Na peça, assinada pelo advogado-geral da União, Jorge Messias, e por integrantes da cúpula da AGU, o órgão sustenta que a decisão causa “grave lesão à ordem pública e administrativa”. A argumentação central é que o afastamento cautelar de Andrei Rodrigues interfere diretamente na competência constitucional do Poder Executivo sobre o comando da PF.
Em nota, a AGU afirmou que “o afastamento cautelar viola frontalmente a prerrogativa constitucional privativa do Presidente da República para prover e desprover cargos de direção da Polícia Federal”. O órgão também apontou risco ao funcionamento da corporação: “a descontinuidade abrupta na gestão do órgão compromete o funcionamento das atividades de polícia judiciária e gera risco de desorganização institucional”.
AGU pede liminar para suspender afastamento
A Advocacia-Geral da União pediu a concessão de liminar para suspender imediatamente o afastamento de Andrei Rodrigues e dos demais dirigentes atingidos pela decisão. O órgão também solicitou que o pedido seja confirmado no mérito até manifestação definitiva do colegiado competente.

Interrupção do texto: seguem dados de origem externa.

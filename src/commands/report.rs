use super::CommandResult;
use crate::database::ElectionsDatabase;
use crate::report::{self, ReportError, ReportOptions, ReportSettings};
use crate::results::{ResultsError, NOT_FINALIZED_WARNING};
use colored::Colorize;
use std::path::Path;

pub async fn write_report(
    db: &ElectionsDatabase,
    process_id: i64,
    options: ReportOptions,
    settings: &ReportSettings,
    output_dir: &Path,
) -> CommandResult {
    println!(
        "📝 Generating report for process {}{}",
        process_id.to_string().bright_cyan(),
        if options.include_roster { " with roster" } else { "" }
    );

    let report = match report::generate_report(db, process_id, options, settings).await {
        Ok(report) => report,
        Err(e @ ReportError::Results(ResultsError::NotFinalized { .. })) => {
            eprintln!("⚠️  {}", NOT_FINALIZED_WARNING.yellow());
            return Err(e.into());
        }
        Err(e) => return Err(e.into()),
    };

    tokio::fs::create_dir_all(output_dir).await?;
    let target = output_dir.join(&report.filename);
    tokio::fs::write(&target, &report.bytes).await?;

    println!(
        "✅ Report written: {} ({} bytes)",
        target.display().to_string().bright_green(),
        report.bytes.len()
    );
    Ok(())
}
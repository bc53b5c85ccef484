use super::CommandResult;
use crate::database::ElectionsDatabase;
use crate::results::{self, ElectionResults, ResultsError, NOT_FINALIZED_WARNING, PROCESS_LIST_TITLE};
use colored::Colorize;

pub async fn show_processes(db: &ElectionsDatabase) -> CommandResult {
    let processes = db.get_all_processes().await?;

    println!("🗳️  {}", PROCESS_LIST_TITLE.bold());
    if processes.is_empty() {
        println!("   (no election processes)");
        return Ok(());
    }

    for process in processes {
        let status = if process.status.is_finalized() {
            process.status.to_string().green()
        } else {
            process.status.to_string().yellow()
        };
        println!(
            "  {:>4}  {:<40} {}  {}",
            process.id.to_string().bright_cyan(),
            process.name,
            process.date.format("%d/%m/%Y"),
            status
        );
    }

    Ok(())
}

pub async fn show_results(db: &ElectionsDatabase, process_id: i64, as_json: bool) -> CommandResult {
    let results = match results::results_for_process(db, process_id).await {
        Ok(results) => results,
        Err(e @ ResultsError::NotFinalized { .. }) => {
            eprintln!("⚠️  {}", NOT_FINALIZED_WARNING.yellow());
            return Err(e.into());
        }
        Err(e) => return Err(e.into()),
    };

    if as_json {
        println!("{}", serde_json::to_string_pretty(&results)?);
    } else {
        print_results(&results);
    }

    Ok(())
}

fn print_results(results: &ElectionResults) {
    let tally = &results.tally;

    println!(
        "📊 {} ({})",
        results.process.name.bold(),
        results.process.date.format("%d/%m/%Y")
    );
    println!();
    println!("  {:<30} {:>8} {:>12}", "Lista", "Votos", "Porcentaje");
    for list in &tally.lists {
        let line = format!(
            "  {:<30} {:>8} {:>11.2}%",
            list.name, list.votes, list.percentage
        );
        if list.is_winner {
            println!("{} 🏆", line.green().bold());
        } else {
            println!("{}", line);
        }
    }
    println!(
        "  {:<30} {:>8} {:>11.2}%",
        "Votos en Blanco", tally.blank.votes, tally.blank.percentage
    );
    println!(
        "  {:<30} {:>8} {:>11.2}%",
        "Votos Nulos", tally.null.votes, tally.null.percentage
    );
    println!(
        "  {:<30} {:>8} {:>12}",
        "TOTAL".bold(),
        tally.total_votes,
        "100.00%"
    );
    println!();

    match &tally.winner {
        Some(winner) => println!(
            "🏆 Ganador: {} con {} votos",
            winner.name.bright_green().bold(),
            winner.votes
        ),
        None => println!("{}", "Sin ganador".yellow()),
    }
    println!(
        "👥 Participación: {} de {} estudiantes ({:.2}%), {} no votaron",
        tally.total_votes,
        tally.eligible_voters,
        tally.participation_percentage,
        tally.not_voted
    );
}
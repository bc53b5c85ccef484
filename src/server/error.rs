use crate::backup::BackupError;
use crate::database::DatabaseError;
use crate::report::ReportError;
use crate::results::ResultsError;
use axum::http::{header, StatusCode};
use axum::response::{IntoResponse, Redirect, Response};

/// Query value that makes the process list show the "not finalized" warning
pub const NOT_FINALIZED_CODE: &str = "proceso_no_finalizado";

#[derive(Debug)]
pub enum AppError {
    NotFound(String),
    /// Results requested for a process that is not finalized
    NotFinalized,
    Unauthorized,
    Internal(String),
}

impl From<ResultsError> for AppError {
    fn from(error: ResultsError) -> Self {
        match error {
            ResultsError::NotFinalized { .. } => AppError::NotFinalized,
            ResultsError::ProcessNotFound(_) => AppError::NotFound(error.to_string()),
            ResultsError::Database(e) => AppError::from(e),
        }
    }
}

impl From<DatabaseError> for AppError {
    fn from(error: DatabaseError) -> Self {
        AppError::Internal(error.to_string())
    }
}

impl From<ReportError> for AppError {
    fn from(error: ReportError) -> Self {
        match error {
            ReportError::Results(e) => AppError::from(e),
            other => AppError::Internal(other.to_string()),
        }
    }
}

impl From<BackupError> for AppError {
    fn from(error: BackupError) -> Self {
        match error {
            BackupError::NotConfigured | BackupError::Missing(_) => {
                AppError::NotFound(error.to_string())
            }
            BackupError::Io(e) => AppError::Internal(e.to_string()),
        }
    }
}

impl IntoResponse for AppError {
    fn into_response(self) -> Response {
        match self {
            AppError::NotFound(message) => (StatusCode::NOT_FOUND, message).into_response(),
            AppError::NotFinalized => {
                Redirect::to(&format!("/procesos?warning={}", NOT_FINALIZED_CODE)).into_response()
            }
            AppError::Unauthorized => (
                StatusCode::UNAUTHORIZED,
                [(header::WWW_AUTHENTICATE, "Bearer")],
                "Autenticación requerida",
            )
                .into_response(),
            AppError::Internal(message) => {
                log::error!("Request failed: {}", message);
                (
                    StatusCode::INTERNAL_SERVER_ERROR,
                    "Error interno del servidor",
                )
                    .into_response()
            }
        }
    }
}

“Diante do quadro de urgência, a AGU requereu a concessão de liminar para suspender imediatamente o afastamento dos dirigentes e a subsequente confirmação do pedido no mérito até manifestação definitiva do órgão competente”, informou a nota.
A petição sustenta que a escolha, a nomeação e a livre exoneração do diretor-geral da Polícia Federal são atribuições exclusivas do chefe do Executivo federal. A AGU também afirma que a única exigência legal para o cargo é que ele seja ocupado por integrante da classe especial da carreira de delegado de Polícia Federal.
Decisão de Mendonça mantém crise aberta no STF
O afastamento de Andrei Rodrigues e do diretor de inteligência da PF, Leandro Almada da Costa, foi determinado por André Mendonça sob a acusação de monitoramento ilegal do próprio ministro relator e do advogado-geral da União, Jorge Messias, por meio de relatórios de inteligência apócrifos.
A decisão aprofundou o clima de tensão no Supremo. Na Segunda Turma, um julgamento extraordinário virtual foi aberto para referendar o afastamento. Até a suspensão da análise, havia maioria de 3 votos a 0 a favor da decisão, com manifestações de André Mendonça, Luiz Fux e Nunes Marques.
O julgamento, porém, foi interrompido por um pedido de vista do ministro Gilmar Mendes. Enquanto a Segunda Turma não retoma a deliberação e não há decisão definitiva, a determinação individual de Mendonça segue em vigor, mantendo Andrei Rodrigues afastado da direção-geral da Polícia Federal.